Stored items

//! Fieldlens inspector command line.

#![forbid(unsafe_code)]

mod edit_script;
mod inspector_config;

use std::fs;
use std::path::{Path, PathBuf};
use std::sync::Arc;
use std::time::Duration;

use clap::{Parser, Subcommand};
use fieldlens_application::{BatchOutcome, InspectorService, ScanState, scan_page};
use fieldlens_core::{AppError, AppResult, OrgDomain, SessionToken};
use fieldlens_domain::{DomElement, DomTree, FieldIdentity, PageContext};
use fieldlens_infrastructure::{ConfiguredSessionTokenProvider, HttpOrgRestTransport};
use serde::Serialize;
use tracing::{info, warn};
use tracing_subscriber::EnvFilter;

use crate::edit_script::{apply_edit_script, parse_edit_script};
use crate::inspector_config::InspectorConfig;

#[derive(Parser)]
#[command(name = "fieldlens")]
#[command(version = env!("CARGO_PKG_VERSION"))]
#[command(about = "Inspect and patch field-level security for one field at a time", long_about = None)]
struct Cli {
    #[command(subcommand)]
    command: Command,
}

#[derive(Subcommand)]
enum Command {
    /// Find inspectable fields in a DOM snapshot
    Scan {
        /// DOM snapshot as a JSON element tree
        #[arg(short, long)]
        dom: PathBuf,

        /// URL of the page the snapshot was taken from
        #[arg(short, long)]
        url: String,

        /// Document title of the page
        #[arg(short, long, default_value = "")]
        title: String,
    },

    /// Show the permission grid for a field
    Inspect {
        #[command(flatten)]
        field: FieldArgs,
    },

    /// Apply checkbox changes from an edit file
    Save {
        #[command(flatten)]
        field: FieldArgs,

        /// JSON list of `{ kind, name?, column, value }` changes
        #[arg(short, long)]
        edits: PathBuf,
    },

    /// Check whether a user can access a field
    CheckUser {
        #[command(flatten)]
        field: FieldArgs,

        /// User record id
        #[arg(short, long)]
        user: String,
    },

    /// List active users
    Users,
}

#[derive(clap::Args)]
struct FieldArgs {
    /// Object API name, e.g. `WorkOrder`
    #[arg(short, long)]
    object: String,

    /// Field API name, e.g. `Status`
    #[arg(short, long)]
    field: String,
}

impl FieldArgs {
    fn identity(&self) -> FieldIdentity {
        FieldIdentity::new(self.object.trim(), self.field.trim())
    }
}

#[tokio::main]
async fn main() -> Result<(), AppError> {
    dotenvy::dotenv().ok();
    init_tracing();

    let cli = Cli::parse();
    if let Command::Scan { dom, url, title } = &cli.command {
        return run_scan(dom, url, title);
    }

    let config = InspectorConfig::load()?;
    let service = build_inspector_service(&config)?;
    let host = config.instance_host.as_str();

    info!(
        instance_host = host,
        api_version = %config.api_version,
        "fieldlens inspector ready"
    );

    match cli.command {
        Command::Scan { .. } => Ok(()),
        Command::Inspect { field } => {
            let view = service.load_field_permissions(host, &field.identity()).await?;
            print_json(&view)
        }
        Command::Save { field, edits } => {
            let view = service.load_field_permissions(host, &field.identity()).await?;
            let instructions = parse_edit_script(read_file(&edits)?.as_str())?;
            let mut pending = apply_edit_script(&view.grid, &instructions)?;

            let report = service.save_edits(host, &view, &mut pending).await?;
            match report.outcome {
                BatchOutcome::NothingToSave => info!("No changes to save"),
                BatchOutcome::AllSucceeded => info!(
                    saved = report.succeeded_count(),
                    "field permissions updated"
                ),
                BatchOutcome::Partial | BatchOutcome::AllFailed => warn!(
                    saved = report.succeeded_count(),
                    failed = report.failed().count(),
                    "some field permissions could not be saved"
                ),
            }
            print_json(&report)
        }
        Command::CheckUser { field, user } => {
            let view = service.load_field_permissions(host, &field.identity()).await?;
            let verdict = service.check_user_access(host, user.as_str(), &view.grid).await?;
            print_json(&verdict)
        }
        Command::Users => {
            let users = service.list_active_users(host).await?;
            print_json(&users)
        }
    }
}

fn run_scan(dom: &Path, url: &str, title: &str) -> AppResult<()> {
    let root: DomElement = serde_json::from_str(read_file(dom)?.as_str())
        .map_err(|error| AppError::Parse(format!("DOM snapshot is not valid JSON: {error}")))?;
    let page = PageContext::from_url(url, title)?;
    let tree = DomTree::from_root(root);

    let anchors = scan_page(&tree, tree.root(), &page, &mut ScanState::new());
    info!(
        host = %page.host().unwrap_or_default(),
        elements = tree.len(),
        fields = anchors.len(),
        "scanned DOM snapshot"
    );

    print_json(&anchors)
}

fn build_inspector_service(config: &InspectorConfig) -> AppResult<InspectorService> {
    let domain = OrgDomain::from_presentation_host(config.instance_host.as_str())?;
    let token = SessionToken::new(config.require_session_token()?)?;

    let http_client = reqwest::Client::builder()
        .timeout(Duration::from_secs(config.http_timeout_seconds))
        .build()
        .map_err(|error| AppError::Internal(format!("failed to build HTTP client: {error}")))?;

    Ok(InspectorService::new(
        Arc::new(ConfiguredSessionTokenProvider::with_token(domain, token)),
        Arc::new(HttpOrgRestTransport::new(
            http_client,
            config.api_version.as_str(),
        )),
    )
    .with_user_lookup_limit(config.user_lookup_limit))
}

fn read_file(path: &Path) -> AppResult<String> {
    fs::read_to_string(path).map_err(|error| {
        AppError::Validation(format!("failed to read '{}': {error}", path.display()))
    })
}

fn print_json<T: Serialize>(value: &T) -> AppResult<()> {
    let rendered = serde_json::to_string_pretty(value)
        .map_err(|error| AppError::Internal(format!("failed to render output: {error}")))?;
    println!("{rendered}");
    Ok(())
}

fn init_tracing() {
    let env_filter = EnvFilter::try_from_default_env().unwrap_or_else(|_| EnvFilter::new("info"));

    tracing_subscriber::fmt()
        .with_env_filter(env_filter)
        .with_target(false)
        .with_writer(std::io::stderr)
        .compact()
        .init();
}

* * *

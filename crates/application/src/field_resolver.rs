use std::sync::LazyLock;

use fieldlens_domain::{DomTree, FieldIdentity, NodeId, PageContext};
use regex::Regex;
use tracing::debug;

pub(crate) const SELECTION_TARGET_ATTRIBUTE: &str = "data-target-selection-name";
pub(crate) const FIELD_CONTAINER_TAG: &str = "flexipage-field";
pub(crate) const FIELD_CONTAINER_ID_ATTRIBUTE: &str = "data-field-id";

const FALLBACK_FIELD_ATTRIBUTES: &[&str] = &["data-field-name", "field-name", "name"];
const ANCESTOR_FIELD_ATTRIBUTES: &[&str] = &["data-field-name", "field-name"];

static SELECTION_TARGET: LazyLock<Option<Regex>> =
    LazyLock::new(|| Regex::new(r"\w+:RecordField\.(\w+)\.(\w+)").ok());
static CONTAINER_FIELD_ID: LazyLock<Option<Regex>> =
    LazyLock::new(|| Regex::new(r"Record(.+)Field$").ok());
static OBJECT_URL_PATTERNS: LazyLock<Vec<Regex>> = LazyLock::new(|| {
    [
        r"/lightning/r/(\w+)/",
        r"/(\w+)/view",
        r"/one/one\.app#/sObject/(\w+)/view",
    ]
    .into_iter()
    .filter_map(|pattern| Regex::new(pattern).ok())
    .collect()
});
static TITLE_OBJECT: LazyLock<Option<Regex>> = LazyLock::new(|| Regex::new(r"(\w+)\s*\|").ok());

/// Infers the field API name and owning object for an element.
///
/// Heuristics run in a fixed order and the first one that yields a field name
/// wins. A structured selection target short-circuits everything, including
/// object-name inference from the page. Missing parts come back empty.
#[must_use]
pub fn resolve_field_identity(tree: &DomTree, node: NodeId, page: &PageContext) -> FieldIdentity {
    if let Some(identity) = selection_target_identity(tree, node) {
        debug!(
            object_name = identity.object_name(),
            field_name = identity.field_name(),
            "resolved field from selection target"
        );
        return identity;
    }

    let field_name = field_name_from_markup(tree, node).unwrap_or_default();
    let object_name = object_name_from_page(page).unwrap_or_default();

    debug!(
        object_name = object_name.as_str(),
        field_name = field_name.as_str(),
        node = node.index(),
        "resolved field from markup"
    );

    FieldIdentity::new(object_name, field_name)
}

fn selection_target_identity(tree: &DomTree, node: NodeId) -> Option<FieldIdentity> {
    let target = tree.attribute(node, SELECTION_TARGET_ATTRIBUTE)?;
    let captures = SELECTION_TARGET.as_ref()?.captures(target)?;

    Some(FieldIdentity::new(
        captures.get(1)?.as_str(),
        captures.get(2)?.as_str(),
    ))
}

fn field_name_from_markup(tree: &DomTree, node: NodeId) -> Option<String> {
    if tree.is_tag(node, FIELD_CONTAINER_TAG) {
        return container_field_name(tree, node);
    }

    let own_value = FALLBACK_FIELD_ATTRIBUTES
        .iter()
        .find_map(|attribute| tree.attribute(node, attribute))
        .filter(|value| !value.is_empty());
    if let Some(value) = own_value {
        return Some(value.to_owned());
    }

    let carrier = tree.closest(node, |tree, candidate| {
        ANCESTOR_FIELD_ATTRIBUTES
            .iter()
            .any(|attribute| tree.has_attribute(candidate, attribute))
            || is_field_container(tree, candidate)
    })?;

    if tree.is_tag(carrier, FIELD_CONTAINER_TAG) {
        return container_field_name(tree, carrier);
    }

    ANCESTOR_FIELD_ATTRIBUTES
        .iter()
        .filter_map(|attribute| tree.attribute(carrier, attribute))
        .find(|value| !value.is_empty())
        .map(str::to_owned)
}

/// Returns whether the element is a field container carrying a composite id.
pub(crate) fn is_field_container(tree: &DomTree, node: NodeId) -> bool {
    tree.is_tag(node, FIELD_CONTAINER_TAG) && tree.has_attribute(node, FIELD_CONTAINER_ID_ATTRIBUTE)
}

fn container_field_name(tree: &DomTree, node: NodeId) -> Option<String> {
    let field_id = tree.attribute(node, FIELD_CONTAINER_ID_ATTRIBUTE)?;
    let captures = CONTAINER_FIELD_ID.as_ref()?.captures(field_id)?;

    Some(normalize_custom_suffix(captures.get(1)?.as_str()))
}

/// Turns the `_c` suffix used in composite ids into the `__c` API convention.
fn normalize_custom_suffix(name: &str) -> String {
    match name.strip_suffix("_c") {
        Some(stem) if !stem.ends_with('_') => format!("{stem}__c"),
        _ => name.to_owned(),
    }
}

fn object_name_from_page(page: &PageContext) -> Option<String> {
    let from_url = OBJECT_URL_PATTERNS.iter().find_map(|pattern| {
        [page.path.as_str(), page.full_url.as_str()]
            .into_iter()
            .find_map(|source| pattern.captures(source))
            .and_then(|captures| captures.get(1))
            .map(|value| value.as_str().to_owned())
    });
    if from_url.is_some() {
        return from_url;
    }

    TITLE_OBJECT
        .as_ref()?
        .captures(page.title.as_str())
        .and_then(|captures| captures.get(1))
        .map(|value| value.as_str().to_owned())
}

**Task requirements:** From the entries, copy every line in which the string "self" can be found.

**Written response:**
    fn identity(&self) -> FieldIdentity {
        FieldIdentity::new(self.object.trim(), self.field.trim())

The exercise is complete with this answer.